What is being asked :: Go through the data and copy each line that holds "LoggingConfig".

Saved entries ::
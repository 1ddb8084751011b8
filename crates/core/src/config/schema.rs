//! Configuration schema definitions
//!
//! Every field has a default, so an empty or partial `h2site.toml` is valid.

use crate::error::{Error, Result};
use serde::{Deserialize, Serialize};

/// Root configuration schema
#[derive(Debug, Clone, Serialize, Deserialize, Default, PartialEq)]
pub struct ConfigSchema {
    #[serde(default)]
    pub explore: ExploreConfig,

    #[serde(default)]
    pub scoring: ScoringConfig,

    #[serde(default)]
    pub logging: LoggingConfig,
}

impl ConfigSchema {
    /// Check cross-field constraints that serde defaults cannot express.
    pub fn validate(&self) -> Result<()> {
        self.explore.validate()?;
        self.scoring.validate()?;
        Ok(())
    }
}

/// Site exploration defaults
#[derive(Debug, Clone, Serialize, Deserialize, PartialEq)]
pub struct ExploreConfig {
    /// Analysis radius preselected in the radius picker (km)
    #[serde(default = "default_radius_km")]
    pub default_radius_km: f64,

    /// Context radius; assets beyond it are not shown (km)
    #[serde(default = "default_secondary_radius_km")]
    pub secondary_radius_km: f64,

    /// Radii offered to the user (km)
    #[serde(default = "default_radius_options")]
    pub radius_options: Vec<f64>,

    /// Fallback center `[lon, lat]` when no location has been chosen
    #[serde(default = "default_center")]
    pub default_center: [f64; 2],
}

impl Default for ExploreConfig {
    fn default() -> Self {
        Self {
            default_radius_km: default_radius_km(),
            secondary_radius_km: default_secondary_radius_km(),
            radius_options: default_radius_options(),
            default_center: default_center(),
        }
    }
}

impl ExploreConfig {
    fn validate(&self) -> Result<()> {
        let radii = std::iter::once(self.default_radius_km)
            .chain(std::iter::once(self.secondary_radius_km))
            .chain(self.radius_options.iter().copied());

        for radius in radii {
            if !radius.is_finite() || radius <= 0.0 {
                return Err(Error::invalid_config(format!(
                    "explore: radius {} must be a positive number of kilometers",
                    radius
                )));
            }
        }

        if self.secondary_radius_km < self.default_radius_km {
            return Err(Error::invalid_config(format!(
                "explore.secondary_radius_km ({}) is smaller than default_radius_km ({})",
                self.secondary_radius_km, self.default_radius_km
            )));
        }

        Ok(())
    }
}

fn default_radius_km() -> f64 {
    10.0
}

fn default_secondary_radius_km() -> f64 {
    100.0
}

fn default_radius_options() -> Vec<f64> {
    vec![5.0, 10.0, 25.0, 50.0]
}

fn default_center() -> [f64; 2] {
    // Ahmedabad
    [72.5714, 23.0225]
}

/// Site scoring defaults
#[derive(Debug, Clone, Serialize, Deserialize, PartialEq)]
pub struct ScoringConfig {
    /// Weight of the model aggregate in the user-preference score (0..=1)
    #[serde(default = "default_blending_factor")]
    pub blending_factor: f64,

    /// Nearest infrastructure assets considered per site
    #[serde(default = "default_top_k")]
    pub top_k: usize,

    /// Default slider weights
    #[serde(default)]
    pub weights: WeightsConfig,
}

impl Default for ScoringConfig {
    fn default() -> Self {
        Self {
            blending_factor: default_blending_factor(),
            top_k: default_top_k(),
            weights: WeightsConfig::default(),
        }
    }
}

impl ScoringConfig {
    fn validate(&self) -> Result<()> {
        if !(0.0..=1.0).contains(&self.blending_factor) {
            return Err(Error::invalid_config(format!(
                "scoring.blending_factor ({}) must be between 0 and 1",
                self.blending_factor
            )));
        }
        if self.top_k == 0 {
            return Err(Error::invalid_config("scoring.top_k must be at least 1"));
        }
        let w = &self.weights;
        if [w.infrastructure, w.environment, w.economic]
            .iter()
            .any(|v| !v.is_finite() || *v < 0.0)
        {
            return Err(Error::invalid_config(
                "scoring.weights must be finite and non-negative",
            ));
        }
        Ok(())
    }
}

fn default_blending_factor() -> f64 {
    0.7
}

fn default_top_k() -> usize {
    15
}

/// Slider weights for the three sub-scores
#[derive(Debug, Clone, Copy, Serialize, Deserialize, PartialEq)]
pub struct WeightsConfig {
    #[serde(default = "default_weight")]
    pub infrastructure: f64,
    #[serde(default = "default_weight")]
    pub environment: f64,
    #[serde(default = "default_weight")]
    pub economic: f64,
}

impl Default for WeightsConfig {
    fn default() -> Self {
        Self {
            infrastructure: default_weight(),
            environment: default_weight(),
            economic: default_weight(),
        }
    }
}

fn default_weight() -> f64 {
    1.0
}

/// Logging configuration
#[derive(Debug, Clone, Serialize, Deserialize, PartialEq)]
pub struct LoggingConfig {
    /// Default filter directive, overridden by `RUST_LOG`
    #[serde(default = "default_level")]
    pub level: String,

    /// Emit JSON lines instead of compact text
    #[serde(default)]
    pub json: bool,

    /// Directory for daily-rolling log files; stderr only when unset
    #[serde(default)]
    pub directory: Option<String>,
}

impl Default for LoggingConfig {
    fn default() -> Self {
        Self {
            level: default_level(),
            json: false,
            directory: None,
        }
    }
}

fn default_level() -> String {
    "warn".to_string()
}

#[cfg(test)]
mod tests {
    use super::*;

    #[test]
    fn test_defaults() {
        let schema = ConfigSchema::default();
        assert_eq!(schema.explore.default_radius_km, 10.0);
        assert_eq!(schema.explore.secondary_radius_km, 100.0);
        assert_eq!(schema.scoring.blending_factor, 0.7);
        assert_eq!(schema.scoring.top_k, 15);
        assert_eq!(schema.scoring.weights.economic, 1.0);
        assert!(schema.validate().is_ok());
    }

    #[test]
    fn test_partial_toml_keeps_defaults() {
        let schema: ConfigSchema = toml::from_str(
            r#"
            [explore]
            default_radius_km = 25.0

            [scoring.weights]
            economic = 2.0
            "#,
        )
        .unwrap();

        assert_eq!(schema.explore.default_radius_km, 25.0);
        assert_eq!(schema.explore.secondary_radius_km, 100.0);
        assert_eq!(schema.scoring.weights.economic, 2.0);
        assert_eq!(schema.scoring.weights.infrastructure, 1.0);
        assert_eq!(schema.logging.level, "warn");
    }

    #[test]
    fn test_validate_rejects_bad_blending_factor() {
        let mut schema = ConfigSchema::default();
        schema.scoring.blending_factor = 1.5;
        assert!(schema.validate().is_err());
    }

    #[test]
    fn test_validate_rejects_negative_radius() {
        let mut schema = ConfigSchema::default();
        schema.explore.radius_options.push(-5.0);
        assert!(schema.validate().is_err());
    }

    #[test]
    fn test_validate_rejects_inverted_radii() {
        let mut schema = ConfigSchema::default();
        schema.explore.secondary_radius_km = 5.0;
        let err = schema.validate().unwrap_err();
        assert_eq!(err.code, crate::ErrorCode::ConfigValidationError);
    }
}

Exercise output ::
    pub logging: LoggingConfig,
pub struct LoggingConfig {
impl Default for LoggingConfig {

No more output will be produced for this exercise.